### Exercise aim
Without omitting anything, retype the data that follows.

[Available data — start]

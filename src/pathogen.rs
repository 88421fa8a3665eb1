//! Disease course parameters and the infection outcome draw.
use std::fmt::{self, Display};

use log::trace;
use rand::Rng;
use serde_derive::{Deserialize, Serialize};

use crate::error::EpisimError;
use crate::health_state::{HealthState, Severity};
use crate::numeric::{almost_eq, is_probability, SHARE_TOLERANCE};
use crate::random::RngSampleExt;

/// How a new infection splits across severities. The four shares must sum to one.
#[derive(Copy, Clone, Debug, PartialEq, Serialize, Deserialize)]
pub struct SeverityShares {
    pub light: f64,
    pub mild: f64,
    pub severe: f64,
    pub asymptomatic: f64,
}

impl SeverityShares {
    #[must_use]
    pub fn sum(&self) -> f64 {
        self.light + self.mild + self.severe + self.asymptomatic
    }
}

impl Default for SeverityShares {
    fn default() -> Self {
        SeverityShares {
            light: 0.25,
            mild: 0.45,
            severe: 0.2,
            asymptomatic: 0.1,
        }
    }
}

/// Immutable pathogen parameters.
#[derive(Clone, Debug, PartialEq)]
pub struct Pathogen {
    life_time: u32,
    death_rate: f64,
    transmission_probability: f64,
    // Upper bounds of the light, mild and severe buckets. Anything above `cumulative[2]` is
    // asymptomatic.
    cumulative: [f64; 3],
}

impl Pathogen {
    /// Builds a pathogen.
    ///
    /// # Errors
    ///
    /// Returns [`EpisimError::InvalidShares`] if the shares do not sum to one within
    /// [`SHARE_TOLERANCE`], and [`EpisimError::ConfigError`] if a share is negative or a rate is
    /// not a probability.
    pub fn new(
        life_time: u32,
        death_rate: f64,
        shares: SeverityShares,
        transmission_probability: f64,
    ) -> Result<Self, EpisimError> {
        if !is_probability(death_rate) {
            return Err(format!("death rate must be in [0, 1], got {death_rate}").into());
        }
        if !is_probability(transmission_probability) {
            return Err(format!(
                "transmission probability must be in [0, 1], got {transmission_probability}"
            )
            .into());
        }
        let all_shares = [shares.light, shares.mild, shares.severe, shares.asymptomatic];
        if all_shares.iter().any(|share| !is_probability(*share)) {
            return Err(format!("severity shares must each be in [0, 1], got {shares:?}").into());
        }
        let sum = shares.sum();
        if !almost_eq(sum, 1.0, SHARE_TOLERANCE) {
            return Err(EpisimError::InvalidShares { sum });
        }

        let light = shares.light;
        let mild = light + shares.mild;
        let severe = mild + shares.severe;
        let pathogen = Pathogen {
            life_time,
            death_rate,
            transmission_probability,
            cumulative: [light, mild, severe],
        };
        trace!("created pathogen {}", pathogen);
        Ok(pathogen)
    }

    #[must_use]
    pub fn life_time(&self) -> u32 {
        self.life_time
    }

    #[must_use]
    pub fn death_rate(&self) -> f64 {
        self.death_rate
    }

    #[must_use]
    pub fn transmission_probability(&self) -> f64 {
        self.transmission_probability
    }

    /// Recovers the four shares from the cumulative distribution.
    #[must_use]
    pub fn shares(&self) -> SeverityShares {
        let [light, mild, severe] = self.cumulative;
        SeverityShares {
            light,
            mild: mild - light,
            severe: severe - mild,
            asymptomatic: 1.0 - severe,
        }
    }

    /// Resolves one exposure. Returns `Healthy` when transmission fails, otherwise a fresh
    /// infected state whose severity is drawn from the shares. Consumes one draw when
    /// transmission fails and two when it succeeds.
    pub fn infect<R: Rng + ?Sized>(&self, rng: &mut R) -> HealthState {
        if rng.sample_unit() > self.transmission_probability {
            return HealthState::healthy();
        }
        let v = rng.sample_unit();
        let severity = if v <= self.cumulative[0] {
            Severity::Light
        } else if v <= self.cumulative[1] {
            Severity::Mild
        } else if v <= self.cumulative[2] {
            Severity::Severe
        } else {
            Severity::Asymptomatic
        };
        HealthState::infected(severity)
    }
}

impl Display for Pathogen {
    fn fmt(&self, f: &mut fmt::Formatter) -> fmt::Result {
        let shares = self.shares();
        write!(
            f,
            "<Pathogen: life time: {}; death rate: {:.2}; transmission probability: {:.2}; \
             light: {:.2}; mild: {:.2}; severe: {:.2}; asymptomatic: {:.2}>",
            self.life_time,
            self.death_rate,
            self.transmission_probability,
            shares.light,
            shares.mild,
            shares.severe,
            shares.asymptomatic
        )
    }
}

[Available data — finish]

### Expected output
filename src/pathogen.rs
repository 88421fa8a3665eb1
//! Disease course parameters and the infection outcome draw.
use std::fmt::{self, Display};

use log::trace;
use rand::Rng;
use serde_derive::{Deserialize, Serialize};

use crate::error::EpisimError;
use crate::health_state::{HealthState, Severity};
use crate::numeric::{almost_eq, is_probability, SHARE_TOLERANCE};
use crate::random::RngSampleExt;

/// How a new infection splits across severities. The four shares must sum to one.
#[derive(Copy, Clone, Debug, PartialEq, Serialize, Deserialize)]
pub struct SeverityShares {
    pub light: f64,
    pub mild: f64,
    pub severe: f64,
    pub asymptomatic: f64,
}

impl SeverityShares {
    #[must_use]
    pub fn sum(&self) -> f64 {
        self.light + self.mild + self.severe + self.asymptomatic
    }
}

impl Default for SeverityShares {
    fn default() -> Self {
        SeverityShares {
            light: 0.25,
            mild: 0.45,
            severe: 0.2,
            asymptomatic: 0.1,
        }
    }
}

/// Immutable pathogen parameters.
#[derive(Clone, Debug, PartialEq)]
pub struct Pathogen {
    life_time: u32,
    death_rate: f64,
    transmission_probability: f64,
    // Upper bounds of the light, mild and severe buckets. Anything above `cumulative[2]` is
    // asymptomatic.
    cumulative: [f64; 3],
}

impl Pathogen {
    /// Builds a pathogen.
    ///
    /// # Errors
    ///
    /// Returns [`EpisimError::InvalidShares`] if the shares do not sum to one within
    /// [`SHARE_TOLERANCE`], and [`EpisimError::ConfigError`] if a share is negative or a rate is
    /// not a probability.
    pub fn new(
        life_time: u32,
        death_rate: f64,
        shares: SeverityShares,
        transmission_probability: f64,
    ) -> Result<Self, EpisimError> {
        if !is_probability(death_rate) {
            return Err(format!("death rate must be in [0, 1], got {death_rate}").into());
        }
        if !is_probability(transmission_probability) {
            return Err(format!(
                "transmission probability must be in [0, 1], got {transmission_probability}"
            )
            .into());
        }
        let all_shares = [shares.light, shares.mild, shares.severe, shares.asymptomatic];
        if all_shares.iter().any(|share| !is_probability(*share)) {
            return Err(format!("severity shares must each be in [0, 1], got {shares:?}").into());
        }
        let sum = shares.sum();
        if !almost_eq(sum, 1.0, SHARE_TOLERANCE) {
            return Err(EpisimError::InvalidShares { sum });
        }

        let light = shares.light;
        let mild = light + shares.mild;
        let severe = mild + shares.severe;
        let pathogen = Pathogen {
            life_time,
            death_rate,
            transmission_probability,
            cumulative: [light, mild, severe],
        };
        trace!("created pathogen {}", pathogen);
        Ok(pathogen)
    }

    #[must_use]
    pub fn life_time(&self) -> u32 {
        self.life_time
    }

    #[must_use]
    pub fn death_rate(&self) -> f64 {
        self.death_rate
    }

    #[must_use]
    pub fn transmission_probability(&self) -> f64 {
        self.transmission_probability
    }

    /// Recovers the four shares from the cumulative distribution.
    #[must_use]
    pub fn shares(&self) -> SeverityShares {
        let [light, mild, severe] = self.cumulative;
        SeverityShares {
            light,
            mild: mild - light,
            severe: severe - mild,
            asymptomatic: 1.0 - severe,
        }
    }

    /// Resolves one exposure. Returns `Healthy` when transmission fails, otherwise a fresh
    /// infected state whose severity is drawn from the shares. Consumes one draw when
    /// transmission fails and two when it succeeds.
    pub fn infect<R: Rng + ?Sized>(&self, rng: &mut R) -> HealthState {
        if rng.sample_unit() > self.transmission_probability {
            return HealthState::healthy();
        }
        let v = rng.sample_unit();
        let severity = if v <= self.cumulative[0] {
            Severity::Light
        } else if v <= self.cumulative[1] {
            Severity::Mild
        } else if v <= self.cumulative[2] {
            Severity::Severe
        } else {
            Severity::Asymptomatic
        };
        HealthState::infected(severity)
    }
}

impl Display for Pathogen {
    fn fmt(&self, f: &mut fmt::Formatter) -> fmt::Result {
        let shares = self.shares();
        write!(
            f,
            "<Pathogen: life time: {}; death rate: {:.2}; transmission probability: {:.2}; \
             light: {:.2}; mild: {:.2}; severe: {:.2}; asymptomatic: {:.2}>",
            self.life_time,
            self.death_rate,
            self.transmission_probability,
            shares.light,
            shares.mild,
            shares.severe,
            shares.asymptomatic
        )
    }
}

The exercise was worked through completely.